Provided data

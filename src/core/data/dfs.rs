use std::fmt;

/// A closed path through a graph. The first and last nodes of the path are the same.
#[derive(Clone, Debug, PartialEq, Eq)]
pub struct Cycle<T> {
    path: Vec<T>,
}

impl<T> Cycle<T> {
    pub fn path(&self) -> &[T] {
        &self.path
    }

    /// The distinct nodes of the cycle, in path order.
    pub fn members(&self) -> &[T] {
        match self.path.len() {
            0 => &self.path,
            len => &self.path[..len - 1],
        }
    }

    pub fn contains(&self, node: &T) -> bool
    where
        T: PartialEq,
    {
        self.path.contains(node)
    }

    pub fn map<U, F>(self, f: F) -> Cycle<U>
    where
        F: FnMut(T) -> U,
    {
        Cycle {
            path: self.path.into_iter().map(f).collect(),
        }
    }
}

impl<T: fmt::Display> fmt::Display for Cycle<T> {
    fn fmt(&self, f: &mut fmt::Formatter) -> fmt::Result {
        for (i, node) in self.path.iter().enumerate() {
            if i > 0 {
                write!(f, " -> ")?;
            }
            write!(f, "{}", node)?;
        }
        Ok(())
    }
}

#[derive(Clone, Copy, PartialEq, Eq)]
enum Color {
    White,
    Gray,
    Black,
}

struct Frame {
    node: usize,
    successors: Vec<usize>,
    next: usize,
}

impl Frame {
    fn enter(node: usize, successors: Vec<usize>) -> Self {
        Frame {
            node,
            successors,
            next: 0,
        }
    }
}

/// Finds cycles in the graph with nodes `0..node_count`, using a three-colour depth-first search
/// started from every node not visited yet, in index order.
///
/// Reaching a node on the current path closes a cycle. The cycle is reported once, its members
/// are not explored again, and the remaining successors of the current node are skipped.
/// Successors out of range are ignored.
pub fn find_cycles<F>(node_count: usize, mut successors: F) -> Vec<Cycle<usize>>
where
    F: FnMut(usize) -> Vec<usize>,
{
    let mut colors = vec![Color::White; node_count];
    let mut cycles: Vec<Cycle<usize>> = Vec::new();

    for root in 0..node_count {
        if colors[root] != Color::White {
            continue;
        }

        colors[root] = Color::Gray;
        let mut stack: Vec<Frame> = vec![Frame::enter(root, successors(root))];

        loop {
            let next = match stack.last_mut() {
                None => break,
                Some(frame) => {
                    if frame.next < frame.successors.len() {
                        frame.next += 1;
                        Some(frame.successors[frame.next - 1])
                    } else {
                        None
                    }
                }
            };

            let succ = match next {
                Some(succ) => succ,
                None => {
                    if let Some(frame) = stack.pop() {
                        colors[frame.node] = Color::Black;
                    }
                    continue;
                }
            };

            if succ >= node_count {
                continue;
            }

            match colors[succ] {
                Color::White => {
                    colors[succ] = Color::Gray;
                    let frame = Frame::enter(succ, successors(succ));
                    stack.push(frame);
                }
                Color::Gray => {
                    let start = stack
                        .iter()
                        .position(|frame| frame.node == succ)
                        .unwrap_or(0);
                    let mut path: Vec<usize> =
                        stack[start..].iter().map(|frame| frame.node).collect();
                    path.push(succ);

                    for &member in &path {
                        colors[member] = Color::Black;
                    }
                    if let Some(frame) = stack.last_mut() {
                        frame.next = frame.successors.len();
                    }

                    debug!("Found cycle through nodes {:?}", path);
                    cycles.push(Cycle { path });
                }
                Color::Black => {}
            }
        }
    }

    cycles
}

#[cfg(test)]
mod tests {
    use super::*;

    fn graph(edges: Vec<Vec<usize>>) -> impl FnMut(usize) -> Vec<usize> {
        move |node| edges[node].clone()
    }

    #[test]
    fn self_loop() {
        //exercise
        let cycles = find_cycles(1, graph(vec![vec![0]]));

        //verify
        assert_eq!(cycles.len(), 1);
        assert_eq!(cycles[0].path(), &[0, 0]);
        assert_eq!(cycles[0].members(), &[0]);
    }

    #[test]
    fn acyclic() {
        //setup
        let edges = vec![vec![1, 2], vec![2], vec![], vec![0, 2]];

        //exercise
        let cycles = find_cycles(4, graph(edges));

        //verify
        assert!(cycles.is_empty());
    }

    #[test]
    fn cycle_path_starts_at_repeated_node() {
        //setup
        let edges = vec![vec![1], vec![2], vec![3], vec![1]];

        //exercise
        let cycles = find_cycles(4, graph(edges));

        //verify
        assert_eq!(cycles.len(), 1);
        assert_eq!(cycles[0].path(), &[1, 2, 3, 1]);
        assert!(!cycles[0].contains(&0));
    }

    #[test]
    fn independent_cycles() {
        //setup
        let edges = vec![vec![1], vec![0], vec![3], vec![2, 4], vec![]];

        //exercise
        let cycles = find_cycles(5, graph(edges));

        //verify
        assert_eq!(cycles.len(), 2);
        assert_eq!(cycles[0].path(), &[0, 1, 0]);
        assert_eq!(cycles[1].path(), &[2, 3, 2]);
    }

    #[test]
    fn finished_nodes_do_not_stop_siblings() {
        //setup
        let edges = vec![vec![2], vec![2, 3], vec![], vec![1]];

        //exercise
        let cycles = find_cycles(4, graph(edges));

        //verify
        assert_eq!(cycles.len(), 1);
        assert_eq!(cycles[0].path(), &[1, 3, 1]);
    }

    #[test]
    fn out_of_range_successors_are_ignored() {
        //exercise
        let cycles = find_cycles(2, graph(vec![vec![7, 1], vec![]]));

        //verify
        assert!(cycles.is_empty());
    }

    #[test]
    fn display_and_map() {
        //setup
        let cycles = find_cycles(2, graph(vec![vec![1], vec![0]]));
        let names = ["Foo", "Bar"];

        //exercise
        let named = cycles[0].clone().map(|node| names[node]);

        //verify
        assert_eq!(named.to_string(), "Foo -> Bar -> Foo");
    }
}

What the exercise asks
Extract exactly and only the lines above from the line containing "F: FnMut(usize) ->" through the line containing "use super::*;", both end lines included.

Task output
    F: FnMut(usize) -> Vec<usize>,
{
    let mut colors = vec![Color::White; node_count];
    let mut cycles: Vec<Cycle<usize>> = Vec::new();

    for root in 0..node_count {
        if colors[root] != Color::White {
            continue;
        }

        colors[root] = Color::Gray;
        let mut stack: Vec<Frame> = vec![Frame::enter(root, successors(root))];

        loop {
            let next = match stack.last_mut() {
                None => break,
                Some(frame) => {
                    if frame.next < frame.successors.len() {
                        frame.next += 1;
                        Some(frame.successors[frame.next - 1])
                    } else {
                        None
                    }
                }
            };

            let succ = match next {
                Some(succ) => succ,
                None => {
                    if let Some(frame) = stack.pop() {
                        colors[frame.node] = Color::Black;
                    }
                    continue;
                }
            };

            if succ >= node_count {
                continue;
            }

            match colors[succ] {
                Color::White => {
                    colors[succ] = Color::Gray;
                    let frame = Frame::enter(succ, successors(succ));
                    stack.push(frame);
                }
                Color::Gray => {
                    let start = stack
                        .iter()
                        .position(|frame| frame.node == succ)
                        .unwrap_or(0);
                    let mut path: Vec<usize> =
                        stack[start..].iter().map(|frame| frame.node).collect();
                    path.push(succ);

                    for &member in &path {
                        colors[member] = Color::Black;
                    }
                    if let Some(frame) = stack.last_mut() {
                        frame.next = frame.successors.len();
                    }

                    debug!("Found cycle through nodes {:?}", path);
                    cycles.push(Cycle { path });
                }
                Color::Black => {}
            }
        }
    }

    cycles
}

#[cfg(test)]
mod tests {
    use super::*;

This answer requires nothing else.